If any of the above symptoms describe your child please read on, as a new study in the journal Sleep and Breathing found that rapid maxillary expansion (RME) was effective in treating obstructive sleep apnea (OSA) in children. The results of the treatment were clearly visible two years after the treatment has ended. RME involves widening the jaws using oral appliances by enlarging the maxillary dental arch and the palate (roof of the mouth) to re-establish balance between the width of the jaws.

The researchers evaluated the target and instinctive data over a 36-month follow-up period to determine whether RME has been effective in the long-term treatment of OSA. The study included 14 children. The children’s main age was 6.6 years at start of treatment and 9.7 years at the end of follow-up treatment. Each child underwent an orthodontic assessment to detect possible jaw irregularity from normal occlusion: deep bite, retrusive bite and crossbite.

A high angle face can cause breathing problems for children.
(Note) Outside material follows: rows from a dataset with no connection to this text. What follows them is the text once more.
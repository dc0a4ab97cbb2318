//! A `Sink` that keeps every declaration and change in memory
use embedded_hal::digital::PinState;

use crate::error::{Error, Result};
use crate::sink::{Signal, SignalDecl, Sink};

#[derive(Clone, Copy, Debug, PartialEq, Eq)]
pub struct Event {
    pub signal: Signal,
    pub step: u64,
    pub value: PinState,
}

/// Records events verbatim, repeats included, so tests can check exactly what the emitter did.
#[derive(Default)]
pub struct MemorySink {
    decls: Vec<SignalDecl>,
    events: Vec<Event>,
}

impl MemorySink {
    pub fn new() -> Self {
        Self::default()
    }

    pub fn declarations(&self) -> &[SignalDecl] {
        &self.decls
    }

    pub fn events(&self) -> &[Event] {
        &self.events
    }

    /// Look up a declared signal by name
    pub fn signal(&self, name: &str) -> Option<Signal> {
        self.decls.iter().position(|d| d.name == name).map(Signal::new)
    }

    /// Events recorded on one signal, in order
    pub fn events_for(&self, signal: Signal) -> Vec<Event> {
        self.events.iter().filter(|e| e.signal == signal).copied().collect()
    }

    /// Events recorded at one step, in order
    pub fn events_at(&self, step: u64) -> Vec<Event> {
        self.events.iter().filter(|e| e.step == step).copied().collect()
    }
}

impl Sink for MemorySink {
    fn declare_signal(&mut self, decl: SignalDecl) -> Result<Signal> {
        if !self.events.is_empty() {
            return Err(Error::DeclarationClosed);
        }
        self.decls.push(decl);
        Ok(Signal::new(self.decls.len() - 1))
    }

    fn record_change(&mut self, signal: Signal, step: u64, value: PinState) -> Result<()> {
        if signal.index() >= self.decls.len() {
            return Err(Error::UnknownSignal(signal));
        }
        if let Some(last) = self.events.last() {
            if step < last.step {
                return Err(Error::StepRegression { step, current: last.step });
            }
        }
        self.events.push(Event { signal, step, value });
        Ok(())
    }

    fn finish(&mut self) -> Result<()> {
        Ok(())
    }
}
//! Unified error handling for the commission relay
//!
//! Every layer error (gateway, store, configuration) converts into [`AppError`],
//! which carries the HTTP status, a machine-readable code and a user message.

use serde::{Deserialize, Serialize};
use std::fmt;

use crate::config::ConfigError;
use crate::payments::error::PaymentError;

/// Error codes for programmatic handling by the mobile client
#[derive(Debug, Clone, Serialize, Deserialize, PartialEq, Eq)]
pub enum ErrorCode {
    // Validation errors (400)
    #[serde(rename = "MISSING_FIELDS")]
    MissingFields,
    #[serde(rename = "AMOUNT_OUT_OF_RANGE")]
    AmountOutOfRange,
    #[serde(rename = "VALIDATION_ERROR")]
    ValidationError,

    // Gateway errors
    #[serde(rename = "GATEWAY_HTML_ERROR")]
    GatewayHtmlError,
    #[serde(rename = "GATEWAY_TLS_ERROR")]
    GatewayTlsError,
    #[serde(rename = "GATEWAY_REJECTED")]
    GatewayRejected,
    #[serde(rename = "GATEWAY_UNEXPECTED_RESPONSE")]
    GatewayUnexpectedResponse,
    #[serde(rename = "GATEWAY_UNAVAILABLE")]
    GatewayUnavailable,

    // Reconciliation and domain errors
    #[serde(rename = "MISSING_DRIVER_OR_AMOUNT")]
    MissingDriverOrAmount,
    #[serde(rename = "DUPLICATE_SETTLEMENT")]
    DuplicateSettlement,

    // Infrastructure errors (5xx)
    #[serde(rename = "STORE_ERROR")]
    StoreError,
    #[serde(rename = "STORE_PERMISSION_DENIED")]
    StorePermissionDenied,
    #[serde(rename = "CONFIGURATION_ERROR")]
    ConfigurationError,

    #[serde(rename = "INTERNAL_ERROR")]
    InternalError,
}

/// Business rule violations
#[derive(Debug, Clone)]
pub enum DomainError {
    /// The bill has already been settled by an earlier callback or request
    DuplicateSettlement { bill_code: String },
}

/// Driver or amount for a bill could not be recovered
#[derive(Debug, Clone)]
pub enum ReconciliationError {
    Gap {
        bill_code: String,
        driver_resolved: bool,
        amount_resolved: bool,
    },
}

/// Document store and configuration failures
#[derive(Debug, Clone)]
pub enum InfrastructureError {
    Store { message: String, is_retryable: bool },
    StorePermissionDenied { path: String },
    Configuration { message: String },
}

/// Upstream payment gateway failures
#[derive(Debug, Clone)]
pub enum ExternalError {
    Gateway(PaymentError),
}

/// Input validation errors
#[derive(Debug, Clone)]
pub enum ValidationError {
    /// One or more required fields are absent or blank
    MissingFields { fields: Vec<String> },
    /// Amount outside the accepted bill range
    AmountOutOfRange {
        amount: String,
        min: String,
        max: String,
    },
    InvalidField { field: String, reason: String },
}

/// Unified application error type
#[derive(Debug, Clone)]
pub struct AppError {
    pub kind: AppErrorKind,
    pub request_id: Option<String>,
    pub context: Option<String>,
}

#[derive(Debug, Clone)]
pub enum AppErrorKind {
    Domain(DomainError),
    Reconciliation(ReconciliationError),
    Infrastructure(InfrastructureError),
    External(ExternalError),
    Validation(ValidationError),
}

impl AppError {
    pub fn new(kind: AppErrorKind) -> Self {
        Self {
            kind,
            request_id: None,
            context: None,
        }
    }

    pub fn missing_fields<I, S>(fields: I) -> Self
    where
        I: IntoIterator<Item = S>,
        S: Into<String>,
    {
        Self::new(AppErrorKind::Validation(ValidationError::MissingFields {
            fields: fields.into_iter().map(Into::into).collect(),
        }))
    }

    pub fn with_request_id(mut self, request_id: impl Into<String>) -> Self {
        self.request_id = Some(request_id.into());
        self
    }

    pub fn with_context(mut self, context: impl Into<String>) -> Self {
        self.context = Some(context.into());
        self
    }

    /// Map error to HTTP status code
    pub fn status_code(&self) -> u16 {
        match &self.kind {
            AppErrorKind::Domain(err) => match err {
                DomainError::DuplicateSettlement { .. } => 409,
            },
            AppErrorKind::Reconciliation(_) => 404,
            AppErrorKind::Infrastructure(_) => 500,
            AppErrorKind::External(ExternalError::Gateway(err)) => err.http_status_code(),
            AppErrorKind::Validation(_) => 400,
        }
    }

    /// Get error code for client handling
    pub fn error_code(&self) -> ErrorCode {
        match &self.kind {
            AppErrorKind::Domain(DomainError::DuplicateSettlement { .. }) => {
                ErrorCode::DuplicateSettlement
            }
            AppErrorKind::Reconciliation(_) => ErrorCode::MissingDriverOrAmount,
            AppErrorKind::Infrastructure(err) => match err {
                InfrastructureError::Store { .. } => ErrorCode::StoreError,
                InfrastructureError::StorePermissionDenied { .. } => {
                    ErrorCode::StorePermissionDenied
                }
                InfrastructureError::Configuration { .. } => ErrorCode::ConfigurationError,
            },
            AppErrorKind::External(ExternalError::Gateway(err)) => match err {
                PaymentError::ValidationError { .. } => ErrorCode::ValidationError,
                PaymentError::GatewayHtmlError { .. } => ErrorCode::GatewayHtmlError,
                PaymentError::GatewayTlsError { .. } => ErrorCode::GatewayTlsError,
                PaymentError::GatewayRejected { .. } => ErrorCode::GatewayRejected,
                PaymentError::GatewayUnexpectedResponse { .. } => {
                    ErrorCode::GatewayUnexpectedResponse
                }
                PaymentError::NetworkError { .. } => ErrorCode::GatewayUnavailable,
            },
            AppErrorKind::Validation(err) => match err {
                ValidationError::MissingFields { .. } => ErrorCode::MissingFields,
                ValidationError::AmountOutOfRange { .. } => ErrorCode::AmountOutOfRange,
                ValidationError::InvalidField { .. } => ErrorCode::ValidationError,
            },
        }
    }

    /// Get user-friendly error message
    pub fn user_message(&self) -> String {
        match &self.kind {
            AppErrorKind::Domain(DomainError::DuplicateSettlement { bill_code }) => {
                format!("Bill '{}' has already been settled", bill_code)
            }
            AppErrorKind::Reconciliation(ReconciliationError::Gap {
                bill_code,
                driver_resolved,
                amount_resolved,
            }) => {
                let missing = match (*driver_resolved, *amount_resolved) {
                    (false, false) => "driver and amount",
                    (false, true) => "driver",
                    _ => "amount",
                };
                format!(
                    "Could not determine the {} for bill '{}'. Use payment recovery",
                    missing, bill_code
                )
            }
            AppErrorKind::Infrastructure(err) => match err {
                InfrastructureError::StorePermissionDenied { .. } => {
                    "Database access denied. Check database rules and credentials".to_string()
                }
                _ => "Service temporarily unavailable. Please try again later".to_string(),
            },
            AppErrorKind::External(ExternalError::Gateway(err)) => err.user_message(),
            AppErrorKind::Validation(err) => match err {
                ValidationError::MissingFields { fields } => {
                    format!("Missing required fields: {}", fields.join(", "))
                }
                ValidationError::AmountOutOfRange { amount, min, max } => {
                    format!(
                        "Amount {} is out of range. It must be between RM {} and RM {}",
                        amount, min, max
                    )
                }
                ValidationError::InvalidField { field, reason } => {
                    format!("Invalid value for '{}': {}", field, reason)
                }
            },
        }
    }

    /// Structured details for the error body
    pub fn details(&self) -> Option<serde_json::Value> {
        match &self.kind {
            AppErrorKind::External(ExternalError::Gateway(err)) => err
                .raw_diagnostic()
                .map(|raw| serde_json::json!({ "raw": raw })),
            AppErrorKind::Validation(ValidationError::MissingFields { fields }) => {
                Some(serde_json::json!({ "fields": fields }))
            }
            AppErrorKind::Reconciliation(ReconciliationError::Gap { bill_code, .. })
            | AppErrorKind::Domain(DomainError::DuplicateSettlement { bill_code }) => {
                Some(serde_json::json!({ "billCode": bill_code }))
            }
            AppErrorKind::Infrastructure(InfrastructureError::StorePermissionDenied { path }) => {
                Some(serde_json::json!({ "path": path }))
            }
            _ => None,
        }
    }

    /// Check if error is retryable
    pub fn is_retryable(&self) -> bool {
        match &self.kind {
            AppErrorKind::Domain(_) => false,
            AppErrorKind::Reconciliation(_) => false,
            AppErrorKind::Infrastructure(err) => match err {
                InfrastructureError::Store { is_retryable, .. } => *is_retryable,
                InfrastructureError::StorePermissionDenied { .. } => false,
                InfrastructureError::Configuration { .. } => false,
            },
            AppErrorKind::External(ExternalError::Gateway(err)) => err.is_retryable(),
            AppErrorKind::Validation(_) => false,
        }
    }
}

impl fmt::Display for AppError {
    fn fmt(&self, f: &mut fmt::Formatter<'_>) -> fmt::Result {
        match &self.context {
            Some(context) => write!(f, "{}: {}", context, self.user_message()),
            None => write!(f, "{}", self.user_message()),
        }
    }
}

impl std::error::Error for AppError {}

// From<PaymentError> lives in payments/error.rs and From<DatabaseError> in
// database/error.rs

impl From<ConfigError> for AppError {
    fn from(err: ConfigError) -> Self {
        AppError::new(AppErrorKind::Infrastructure(
            InfrastructureError::Configuration {
                message: err.to_string(),
            },
        ))
    }
}
use tracing::{debug, warn};

use crate::database::error::DatabaseResult;
use crate::database::keys::{commission, DRIVERS};
use crate::database::SharedStore;

/// Resolves full driver ids from the short prefix carried in external
/// reference numbers
pub struct DriverDirectory {
    store: SharedStore,
}

impl DriverDirectory {
    pub fn new(store: SharedStore) -> Self {
        Self { store }
    }

    /// First driver id (in key order) starting with `prefix`. Searches the
    /// driver profiles, then the commission ledger keys.
    pub async fn find_by_prefix(&self, prefix: &str) -> DatabaseResult<Option<String>> {
        if prefix.is_empty() {
            return Ok(None);
        }

        for directory in [DRIVERS, commission::NAMESPACE] {
            let keys = self.store.child_keys(directory).await?;
            let matches: Vec<&String> = keys.iter().filter(|k| k.starts_with(prefix)).collect();
            match matches.as_slice() {
                [] => debug!(directory, prefix, "no driver id with prefix"),
                [only] => return Ok(Some((*only).clone())),
                [first, ..] => {
                    warn!(
                        directory,
                        prefix,
                        candidates = matches.len(),
                        chosen = %first,
                        "driver prefix is ambiguous, using the first match"
                    );
                    return Ok(Some((*first).clone()));
                }
            }
        }

        Ok(None)
    }
}
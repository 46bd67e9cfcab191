use thiserror::Error;

pub type PaymentResult<T> = Result<T, PaymentError>;

#[derive(Debug, Clone, Error)]
pub enum PaymentError {
    #[error("Validation error: {message}")]
    ValidationError {
        message: String,
        field: Option<String>,
    },

    #[error("Gateway returned an HTML error page: {message}")]
    GatewayHtmlError { message: String, raw: String },

    #[error("Gateway TLS certificate error: {message}")]
    GatewayTlsError { message: String },

    #[error("Gateway rejected the bill: {token}")]
    GatewayRejected { token: String, raw: String },

    #[error("Gateway returned an unexpected response")]
    GatewayUnexpectedResponse { raw: String },

    #[error("Network error: {message}")]
    NetworkError { message: String },
}

impl PaymentError {
    pub fn is_retryable(&self) -> bool {
        match self {
            PaymentError::ValidationError { .. } => false,
            PaymentError::GatewayHtmlError { .. } => true,
            PaymentError::GatewayTlsError { .. } => false,
            PaymentError::GatewayRejected { .. } => false,
            PaymentError::GatewayUnexpectedResponse { .. } => false,
            PaymentError::NetworkError { .. } => true,
        }
    }

    pub fn http_status_code(&self) -> u16 {
        match self {
            PaymentError::ValidationError { .. } => 400,
            PaymentError::GatewayRejected { .. } => 400,
            PaymentError::GatewayUnexpectedResponse { .. } => 400,
            PaymentError::GatewayHtmlError { .. } => 500,
            PaymentError::GatewayTlsError { .. } => 500,
            PaymentError::NetworkError { .. } => 500,
        }
    }

    /// Gateway text kept verbatim for operator triage
    pub fn raw_diagnostic(&self) -> Option<&str> {
        match self {
            PaymentError::GatewayHtmlError { raw, .. }
            | PaymentError::GatewayRejected { raw, .. }
            | PaymentError::GatewayUnexpectedResponse { raw } => Some(raw.as_str()),
            _ => None,
        }
    }

    pub fn user_message(&self) -> String {
        match self {
            PaymentError::ValidationError { message, .. } => message.clone(),
            PaymentError::GatewayHtmlError { .. } => {
                "Payment gateway returned an error page. Check credentials and endpoint".to_string()
            }
            PaymentError::GatewayTlsError { .. } => {
                "Unable to establish a secure connection to the payment gateway".to_string()
            }
            PaymentError::GatewayRejected { token, .. } => rejection_hint(token),
            PaymentError::GatewayUnexpectedResponse { .. } => {
                "Payment gateway returned an unexpected response".to_string()
            }
            PaymentError::NetworkError { .. } => {
                "Payment gateway is temporarily unavailable".to_string()
            }
        }
    }
}

fn rejection_hint(token: &str) -> String {
    match token {
        "[KEY-DID-NOT-EXIST-OR-USER-IS-NOT-ACTIVE]" => {
            "Invalid gateway secret key or category code, or the gateway account is not active"
                .to_string()
        }
        "[KEY-DID-NOT-EXIST]" => {
            "Invalid gateway secret key or category code for the configured environment"
                .to_string()
        }
        "[USER-IS-NOT-ACTIVE]" => "Gateway account is not active".to_string(),
        "[CATEGORY-NOT-EXIST]" => "Invalid gateway category code".to_string(),
        "[FALSE]" => {
            "Gateway validation failed: check bill name, description, recipient, email, phone and reference"
                .to_string()
        }
        other => format!("Payment gateway error: {}", other),
    }
}

impl From<PaymentError> for crate::error::AppError {
    fn from(err: PaymentError) -> Self {
        use crate::error::{AppError, AppErrorKind, ExternalError, ValidationError};

        let kind = match err {
            PaymentError::ValidationError { message, field } => {
                AppErrorKind::Validation(ValidationError::InvalidField {
                    field: field.unwrap_or_else(|| "request".to_string()),
                    reason: message,
                })
            }
            other => AppErrorKind::External(ExternalError::Gateway(other)),
        };
        AppError::new(kind)
    }
}
//! Callback reconciliation: resolution, fallback, retries, dedup and partial
//! failures

mod common;

use common::{amount_at, at, reconciler, seeded_store, FaultyStore};
use driver_commission_relay::database::memory::MemoryStore;
use driver_commission_relay::database::SharedStore;
use driver_commission_relay::services::CallbackPayload;
use rust_decimal::Decimal;
use serde_json::{json, Value as JsonValue};
use std::str::FromStr;
use std::sync::atomic::Ordering;
use std::sync::Arc;
use std::time::Duration;

const SUMMARY: &str = "driver_commissions/drv_abcdef12/commission_summary";
const HISTORY: &str = "commission_payment/drv_abcdef12";

fn dec(s: &str) -> Decimal {
    Decimal::from_str(s).unwrap()
}

fn payload(fields: &[(&str, &str)]) -> CallbackPayload {
    CallbackPayload::from_pairs(
        fields
            .iter()
            .map(|(k, v)| (k.to_string(), v.to_string()))
            .collect(),
        vec![],
    )
}

async fn with_mapping(store: &Arc<MemoryStore>) {
    use driver_commission_relay::database::DocumentStore;
    store
        .put(
            "bill_mappings/rp123",
            &json!({"driverId": "drv_abcdef12", "amount": 25.5, "reference": "REF"}),
        )
        .await
        .unwrap();
}

fn payment_count(snapshot: &JsonValue) -> usize {
    at(snapshot, HISTORY)
        .and_then(JsonValue::as_object)
        .map(|m| m.len())
        .unwrap_or(0)
}

#[tokio::test]
async fn test_paid_callback_with_mapping_settles() {
    let store = seeded_store();
    with_mapping(&store).await;
    let (reconciler, sleeper) = reconciler(store.clone(), true);

    let ack = reconciler
        .handle(&payload(&[
            ("billcode", "rp123"),
            ("status_id", "1"),
            ("billpaymentInvoiceNo", "TP123456"),
        ]))
        .await;

    assert!(ack.received);
    assert_eq!(ack.success, Some(true));
    assert_eq!(ack.payment_recorded, Some(true));
    assert_eq!(ack.commission_updated, Some(true));
    assert!(sleeper.delays().is_empty());

    let snapshot = store.snapshot().await;
    assert_eq!(amount_at(&snapshot, &format!("{}/unpaid_commission", SUMMARY)), Some(dec("74.5")));
    assert_eq!(amount_at(&snapshot, &format!("{}/paid_commission", SUMMARY)), Some(dec("25.5")));
    assert_eq!(payment_count(&snapshot), 1);

    let records = at(&snapshot, HISTORY).and_then(JsonValue::as_object).unwrap();
    let record = records.values().next().unwrap();
    assert_eq!(record["billCode"], json!("rp123"));
    assert_eq!(record["reference"], json!("REF"));
    assert_eq!(record["invoiceNo"], json!("TP123456"));
    assert_eq!(record["paymentMethod"], json!("ToyyibPay"));
}

#[tokio::test]
async fn test_missing_mapping_falls_back_to_external_reference() {
    let store = seeded_store();
    let (reconciler, sleeper) = reconciler(store.clone(), true);

    let ack = reconciler
        .handle(&payload(&[
            ("billcode", "rp999"),
            ("status_id", "1"),
            ("order_id", "REF_drv_abcd_25.5_1700000000000"),
        ]))
        .await;

    assert_eq!(ack.success, Some(true));
    assert_eq!(
        sleeper.delays(),
        vec![Duration::from_secs(1), Duration::from_secs(2)]
    );

    let snapshot = store.snapshot().await;
    assert_eq!(amount_at(&snapshot, &format!("{}/unpaid_commission", SUMMARY)), Some(dec("74.5")));
    assert_eq!(payment_count(&snapshot), 1);
}

#[tokio::test]
async fn test_callback_without_status_is_treated_as_paid() {
    // Policy: gateways configured to call back only on success omit the status
    let store = seeded_store();
    with_mapping(&store).await;
    let (reconciler, _) = reconciler(store.clone(), true);

    let ack = reconciler.handle(&payload(&[("BillCode", "rp123")])).await;

    assert_eq!(ack.success, Some(true));
    let snapshot = store.snapshot().await;
    assert_eq!(amount_at(&snapshot, &format!("{}/unpaid_commission", SUMMARY)), Some(dec("74.5")));
}

#[tokio::test]
async fn test_failed_payment_is_acknowledged_without_writes() {
    let store = seeded_store();
    with_mapping(&store).await;
    let (reconciler, _) = reconciler(store.clone(), true);

    let ack = reconciler
        .handle(&payload(&[("billcode", "rp123"), ("status_id", "3")]))
        .await;

    assert_eq!(ack.paid, Some(false));
    assert_eq!(ack.status.as_deref(), Some("3"));
    let snapshot = store.snapshot().await;
    assert_eq!(amount_at(&snapshot, &format!("{}/unpaid_commission", SUMMARY)), Some(dec("100")));
    assert_eq!(payment_count(&snapshot), 0);
}

#[tokio::test]
async fn test_callback_without_bill_code() {
    let store = seeded_store();
    let (reconciler, _) = reconciler(store, true);

    let ack = reconciler.handle(&payload(&[("status_id", "1")])).await;

    assert!(ack.received);
    assert_eq!(ack.error.as_deref(), Some("NoBillCode"));
}

#[tokio::test]
async fn test_bill_code_that_is_not_a_store_key_is_rejected() {
    let store = seeded_store();
    let (reconciler, sleeper) = reconciler(store.clone(), true);
    let before = store.snapshot().await;

    for code in ["a/../../drivers/drv_new", "rp#1", "rp.1", "rp[0]"] {
        let ack = reconciler
            .handle(&payload(&[("billcode", code), ("status_id", "1")]))
            .await;
        assert_eq!(ack.error.as_deref(), Some("NoBillCode"), "bill code {:?}", code);
    }

    assert!(sleeper.delays().is_empty());
    assert_eq!(store.snapshot().await, before);
}

#[tokio::test]
async fn test_partial_mapping_is_completed_from_its_external_reference() {
    use driver_commission_relay::database::DocumentStore;
    let store = seeded_store();
    store
        .put(
            "bill_mappings/rpP",
            &json!({
                "reference": "REF",
                "billExternalReferenceNo": "REF_drv_abcd_25.5_1700000000000"
            }),
        )
        .await
        .unwrap();
    let (reconciler, sleeper) = reconciler(store.clone(), true);

    let ack = reconciler
        .handle(&payload(&[("billcode", "rpP"), ("status_id", "1")]))
        .await;

    assert_eq!(ack.success, Some(true));
    assert_eq!(
        sleeper.delays(),
        vec![Duration::from_secs(1), Duration::from_secs(2)]
    );
    let snapshot = store.snapshot().await;
    assert_eq!(amount_at(&snapshot, &format!("{}/unpaid_commission", SUMMARY)), Some(dec("74.5")));
    let records = at(&snapshot, HISTORY).and_then(JsonValue::as_object).unwrap();
    assert_eq!(records.len(), 1);
    let record = records.values().next().unwrap();
    assert_eq!(record["billCode"], json!("rpP"));
    assert_eq!(record["reference"], json!("REF"));
}

#[tokio::test]
async fn test_unresolvable_bill_is_a_reconciliation_gap() {
    let store = seeded_store();
    let (reconciler, sleeper) = reconciler(store.clone(), true);

    let ack = reconciler
        .handle(&payload(&[("billcode", "rp404"), ("status_id", "1")]))
        .await;

    assert_eq!(ack.error.as_deref(), Some("MissingDriverOrAmount"));
    assert_eq!(ack.bill_code.as_deref(), Some("rp404"));
    assert_eq!(sleeper.delays().len(), 2);
    assert_eq!(payment_count(&store.snapshot().await), 0);
}

#[tokio::test]
async fn test_replayed_callback_is_applied_once() {
    let store = seeded_store();
    with_mapping(&store).await;
    let (reconciler, _) = reconciler(store.clone(), true);
    let callback = payload(&[("billcode", "rp123"), ("status_id", "1")]);

    let first = reconciler.handle(&callback).await;
    let second = reconciler.handle(&callback).await;

    assert_eq!(first.success, Some(true));
    assert_eq!(second.duplicate, Some(true));
    let snapshot = store.snapshot().await;
    assert_eq!(amount_at(&snapshot, &format!("{}/unpaid_commission", SUMMARY)), Some(dec("74.5")));
    assert_eq!(payment_count(&snapshot), 1);
    assert!(at(&snapshot, "processed_callbacks/rp123").is_some());
}

#[tokio::test]
async fn test_replay_without_dedup_decrements_twice() {
    let store = seeded_store();
    with_mapping(&store).await;
    let (reconciler, _) = reconciler(store.clone(), false);
    let callback = payload(&[("billcode", "rp123"), ("status_id", "1")]);

    reconciler.handle(&callback).await;
    let second = reconciler.handle(&callback).await;

    assert_eq!(second.success, Some(true));
    let snapshot = store.snapshot().await;
    assert_eq!(amount_at(&snapshot, &format!("{}/unpaid_commission", SUMMARY)), Some(dec("49")));
    assert_eq!(amount_at(&snapshot, &format!("{}/paid_commission", SUMMARY)), Some(dec("51")));
    assert_eq!(payment_count(&snapshot), 2);
}

#[tokio::test]
async fn test_payment_record_failure_leaves_ledger_untouched() {
    let memory = seeded_store();
    with_mapping(&memory).await;
    let faulty = Arc::new(FaultyStore::new(memory.clone()));
    faulty.fail_push.store(true, Ordering::SeqCst);
    let (reconciler, _) = reconciler(faulty.clone() as SharedStore, true);
    let callback = payload(&[("billcode", "rp123"), ("status_id", "1")]);

    let ack = reconciler.handle(&callback).await;

    assert_eq!(ack.error.as_deref(), Some("PaymentRecordFailed"));
    assert_eq!(ack.processed, Some(false));
    let snapshot = memory.snapshot().await;
    assert_eq!(amount_at(&snapshot, &format!("{}/unpaid_commission", SUMMARY)), Some(dec("100")));
    // The claim is released so the gateway's retry can settle
    assert!(at(&snapshot, "processed_callbacks/rp123").is_none());

    faulty.fail_push.store(false, Ordering::SeqCst);
    let retry = reconciler.handle(&callback).await;
    assert_eq!(retry.success, Some(true));
}

#[tokio::test]
async fn test_ledger_failure_keeps_payment_record() {
    let memory = seeded_store();
    with_mapping(&memory).await;
    let faulty = Arc::new(FaultyStore::new(memory.clone()));
    faulty.fail_ledger_writes.store(true, Ordering::SeqCst);
    let (reconciler, _) = reconciler(faulty as SharedStore, true);

    let ack = reconciler
        .handle(&payload(&[("billcode", "rp123"), ("status_id", "1")]))
        .await;

    assert!(ack.received);
    assert_eq!(ack.warning.as_deref(), Some("CommissionUpdateFailed"));
    assert_eq!(ack.payment_recorded, Some(true));
    assert_eq!(ack.commission_updated, Some(false));
    let snapshot = memory.snapshot().await;
    assert_eq!(payment_count(&snapshot), 1);
    assert_eq!(amount_at(&snapshot, &format!("{}/unpaid_commission", SUMMARY)), Some(dec("100")));
}

#[tokio::test]
async fn test_transient_mapping_reads_are_retried() {
    let memory = seeded_store();
    with_mapping(&memory).await;
    let faulty = Arc::new(FaultyStore::new(memory.clone()));
    faulty.transient_mapping_reads.store(2, Ordering::SeqCst);
    let (reconciler, sleeper) = reconciler(faulty as SharedStore, true);

    let ack = reconciler
        .handle(&payload(&[("billcode", "rp123"), ("status_id", "1")]))
        .await;

    assert_eq!(ack.success, Some(true));
    assert_eq!(
        sleeper.delays(),
        vec![Duration::from_secs(1), Duration::from_secs(2)]
    );
}

#[tokio::test]
async fn test_legacy_ledger_is_used_when_primary_is_absent() {
    let store = Arc::new(MemoryStore::with_data(json!({
        "bill_mappings": {"rp555": {"driverId": "drv_legacy01", "amount": 10, "reference": "OLD"}},
        "commissions": {"drv_legacy01": {"unpaid_commission": 30, "paid_commission": 0, "total_commission": 30}}
    })));
    let (reconciler, _) = reconciler(store.clone(), true);

    let ack = reconciler
        .handle(&payload(&[("billcode", "rp555"), ("status_id", "1")]))
        .await;

    assert_eq!(ack.success, Some(true));
    let snapshot = store.snapshot().await;
    assert_eq!(amount_at(&snapshot, "commissions/drv_legacy01/unpaid_commission"), Some(dec("20")));
    assert!(at(&snapshot, "driver_commissions/drv_legacy01").is_none());
}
Another common cause of OSA is large tonsils or adenoids. Removing the tonsils or readjusting the jaw line can help children breathe more easily during sleep, but before going into the surgical rout there is another option called MYOBRACE. MYOBRACE (see figure at the bottom of the page) is an appliance which is designed to be used in-sequence to effectively train the tongue to position correctly in the upper jaw (known as the tongue spot), retrain the oral musculature and exert light forces to alight the teeth. This appliance can be used on children as early as 3 years old.

All 14 children completed a 12-month therapeutic trial using RME, where 10 enrolled in the follow-up study. Of those 10 children, 5 were male and 5 were female. The 10 children took an overnight polysomnography (PSG) to test for the presence of OSA at baseline, after only one year of follow-up treatment, and two years after treatment completion. Results showed that the apnea-hypopnea index (AHI) diminished and the original clinical symptoms had resolved by the end of the treatment period. Twenty-four months after the treatment has ended, no notable adjustments in the AHI or in other variables were noticed.

To learn more about early childhood treatment of sleep apnea or MYOBRACE please visit our website www.sunrise-orthodontics.com and The American Academy of Dental Sleep Medicine—www.aadsm.org, where the original article was published.

Myobrace can also be used on children with or without braces.